Due i brani che causano un effetto polaroid, riuscendo a fermare il tempo alla prima edizione di Sanremo (click) e cancellando 60 anni di storia della musica, dell’Italia, del pianeta terra (click). Forse non esiste nessun progresso, diranno i nichilisti. Forse hanno ragione, vedendo Max Pezzali che è sempre uguale a Max Pezzali quindici anni fa e canta sempre la canzone di Max Pezzali di quindici anni fa. Click. Al Bano che mantiene il solito stile da romanza ma si dà al sociale, cantando di una giovane che cade nella prostituzione e muore, ma almeno è “libera come una rondine sopra le nuvole della sua ingenuità”. Il tempo corre incessante all’indietro, questo non può essere il 2011. Da dietro spunta un dinosauro, si estingue dopo un acuto del cantante pugliese. Poi il neozoico, Adamo, Eva, il giardino dell’Eden. Il Big Bang. Cosa c’era prima del Big Bang? Forse Al Bano. Click.
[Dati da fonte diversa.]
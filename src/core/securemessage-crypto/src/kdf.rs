//! Key derivation functions.
//!
//! Provides HKDF-SHA256 (RFC 5869) and the purpose-separated deriver that
//! turns one master key into independent per-algorithm AES-256 keys.

use hkdf::Hkdf;
use sha2::Sha256;
use tracing::debug;
use zeroize::Zeroizing;

use crate::digest::SHA256_SIZE;
use crate::error::CryptoError;
use crate::keys::SecretKey;

/// Length of every HKDF output produced by this crate.
pub const HKDF_OUTPUT_SIZE: usize = SHA256_SIZE;

/// Domain-separation salt: `SHA-256("SecureMessage")`.
///
/// This is a protocol constant. Every interoperating implementation must use
/// the same 32 bytes.
pub const SALT: [u8; SHA256_SIZE] = [
    0xbf, 0x9d, 0x2a, 0x53, 0xc6, 0x36, 0x16, 0xd7, 0x5d, 0xb0, 0xa7, 0x16, 0x5b, 0x91, 0xc1, 0xef,
    0x73, 0xe5, 0x37, 0xf2, 0x42, 0x74, 0x05, 0xfa, 0x23, 0x61, 0x0a, 0x4b, 0xe6, 0x57, 0x64, 0x2e,
];

/// Performs the HKDF-SHA256 extract step.
///
/// Returns the 32-byte pseudorandom key `HMAC-SHA256(salt, ikm)`. An empty
/// salt is allowed.
///
/// # Errors
///
/// Returns [`CryptoError::InvalidInput`] if `ikm` is empty.
pub fn hkdf_sha256_extract(
    ikm: &[u8],
    salt: &[u8],
) -> Result<Zeroizing<[u8; HKDF_OUTPUT_SIZE]>, CryptoError> {
    ensure_key_material(ikm)?;

    let (prk, _) = Hkdf::<Sha256>::extract(Some(salt), ikm);

    let mut out = Zeroizing::new([0u8; HKDF_OUTPUT_SIZE]);
    out.copy_from_slice(&prk);
    Ok(out)
}

/// Derives 32 bytes with full HKDF-SHA256 (extract then expand).
///
/// Only a single expansion block is ever produced, so the output equals the
/// first 32 bytes of the RFC 5869 OKM for the same inputs.
///
/// # Arguments
///
/// * `ikm` - Input key material (the secret to derive from)
/// * `salt` - Salt value, may be empty
/// * `info` - Context and application-specific information, may be empty
///
/// # Errors
///
/// Returns [`CryptoError::InvalidInput`] if `ikm` is empty.
pub fn hkdf_sha256(
    ikm: &[u8],
    salt: &[u8],
    info: &[u8],
) -> Result<Zeroizing<[u8; HKDF_OUTPUT_SIZE]>, CryptoError> {
    ensure_key_material(ikm)?;

    let hkdf = Hkdf::<Sha256>::new(Some(salt), ikm);

    let mut okm = Zeroizing::new([0u8; HKDF_OUTPUT_SIZE]);
    hkdf.expand(info, &mut *okm)
        .map_err(|_| CryptoError::KeyGenerationFailed("HKDF expansion failed".to_string()))?;

    Ok(okm)
}

/// Derives an AES-256 key bound to `purpose` from `master_key`.
///
/// `derived = HKDF-SHA256(master_key, SALT, purpose)`. The result is
/// deterministic for a given `(master_key, purpose)` pair and independent
/// across purposes and across master keys.
///
/// # Errors
///
/// Returns [`CryptoError::InvalidInput`] if the master key is empty.
pub fn derive_aes256_key_for(master_key: &SecretKey, purpose: &str) -> Result<SecretKey, CryptoError> {
    let derived = hkdf_sha256(master_key.as_bytes(), &SALT, purpose.as_bytes())?;
    SecretKey::from_bytes(&*derived)
}

fn ensure_key_material(ikm: &[u8]) -> Result<(), CryptoError> {
    if ikm.is_empty() {
        debug!("rejected empty HKDF key material");
        return Err(CryptoError::InvalidInput(
            "key material must not be empty".to_string(),
        ));
    }
    Ok(())
}
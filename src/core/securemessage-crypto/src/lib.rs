//! # SecureMessage Crypto
//!
//! Cryptographic operations core for the SecureMessage protocol.
//!
//! This crate is the only place protocol code makes cryptographic decisions:
//! - Message digests (SHA-256, SHA-512)
//! - Key derivation (HKDF-SHA256, purpose-separated AES-256 keys)
//! - Symmetric encryption (AES-256-CBC)
//! - Signatures (HMAC-SHA256, ECDSA P-256, RSA-2048)
//! - Key agreement (ECDH P-256)
//! - Secure random generation
//! - Fixed-width integer encoding for protocol fields
//!
//! Everything is synchronous and stateless apart from the OS random source.
//! Key material is never logged.

#![forbid(unsafe_code)]
#![warn(missing_docs)]

pub mod agreement;
pub mod cipher;
pub mod codec;
pub mod digest;
pub mod error;
pub mod kdf;
pub mod keys;
pub mod ops;
pub mod random;
pub mod signature;

pub use agreement::{export_ec_p256_public_key, import_ec_p256_public_key, key_agreement_sha256};
pub use codec::{decode_int32, encode_int32};
pub use digest::{sha256, sha512};
pub use error::CryptoError;
pub use kdf::{derive_aes256_key_for, hkdf_sha256, hkdf_sha256_extract};
pub use keys::{
    generate_aes256_secret_key, generate_ec_p256_key_pair, generate_rsa2048_key_pair,
    KeyAlgorithm, KeyPair, KeyRef, PrivateKey, PublicKey, SecretKey,
};
pub use ops::{decrypt, encrypt, generate_iv, sign, verify, EncType, SigType};
pub use random::secure_random;
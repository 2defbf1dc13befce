use anyhow::Result;
use axum::Router;
use s3_content_store::{
    client::{MemoryObjectClient, ObjectClient, S3ObjectClient, build_s3_client},
    config::AppConfig,
    routes,
    services::S3Storage,
};
use std::{io::ErrorKind, sync::Arc};
use tokio::net::TcpListener;
use tracing_subscriber::EnvFilter;

#[tokio::main]
async fn main() -> Result<()> {
    // --- Logging setup ---
    tracing_subscriber::fmt()
        .with_env_filter(EnvFilter::from_default_env())
        .init();

    // --- Parse config ---
    let cfg = AppConfig::from_env_and_args()?;

    tracing::info!("Starting s3-content-store with config: {:?}", cfg);

    // --- Initialize object store client ---
    let client: Arc<dyn ObjectClient> = if cfg.in_memory {
        tracing::warn!("Using in-memory object store; uploads are lost on exit");
        Arc::new(MemoryObjectClient::new())
    } else {
        if cfg.storage.access_key_id.is_none() || cfg.storage.secret_access_key.is_none() {
            tracing::info!("No static credentials configured, using default credential chain");
        }
        Arc::new(S3ObjectClient::new(build_s3_client(&cfg.storage).await))
    };

    // --- Initialize adapter ---
    let storage = S3Storage::new(client, cfg.storage.clone());

    // --- Build router ---
    let app: Router = routes::app(storage);

    // --- Start server ---
    let addr = cfg.addr();
    let listener = match TcpListener::bind(&addr).await {
        Ok(listener) => listener,
        Err(err)
            if err.kind() == ErrorKind::PermissionDenied
                && matches!(cfg.host.as_str(), "0.0.0.0" | "::") =>
        {
            let fallback_addr = format!("127.0.0.1:{}", cfg.port);
            tracing::warn!(
                "Permission denied binding to {} ({}). Falling back to {}",
                addr,
                err,
                fallback_addr
            );
            TcpListener::bind(&fallback_addr).await?
        }
        Err(err) => return Err(err.into()),
    };

    tracing::info!("Server listening on http://{}", listener.local_addr()?);
    axum::serve(listener, app).await?;

    Ok(())
}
Molti i brani che cadono in un limbo indefinito, senza conquistare né indignare ad un primo ascolto: Nathalie (vincitrice di X Factor) e la sua Vivo sospesa, Giusy Ferreri che per metà della sua Il mare immenso recita il testo e per l’altra metà lo proclama come una dichiarazione di guerra suonata da mille trombe impazzite, Luca Madonia e Franco Battiato la cui L’alieno piace ma non smuove nulla di più di un tiepido apprezzamento (ma aspettiamo un secondo ascolto). I La Crus, che presentano un brano che sa di soffitta della nonna, non a loro agio sul palco forse anche per l’inquietante presenza di Susanna Rigacci, soprano nota per aver cantato le colonne sonore di Ennio Morricone, che ondeggia e gorgheggia e solfeggia alle loro spalle con aria spettrale.

Alla fine, Morandi annuncia il verdetto della giuria demoscopica, con il capello sconvolto, l’aria trafelata e lo sguardo allucinato di chi, più che aver condotto il festival, ha appena concluso una gara di decathlon. Fuori Anna Tatangelo e Anna Oxa, le signore scalzate dall’insindacabile scelta della giuria. E per insindacabile, vuol dire sindacabile solo dal televoto, che tornerà come uno schiacciasassi a consegnare lo strapotere nelle mani del pubblico televisivo, anche se questo spesso confonde il jazz per un insulto barese e l’hip hop per una crisi di singhiozzo. Il risultato, quindi, è ancora tutto da vedere. Chi resterà su questo canale, con una buona dose di stoica sopportazione, conoscerà l’ardua sentenza senza dover attendere i posteri. Ma mi raccomando, voi non avete visto Sanremo. Neanche noi. Cancellate l’articolo dalla cronologia. Che non si sparga la voce.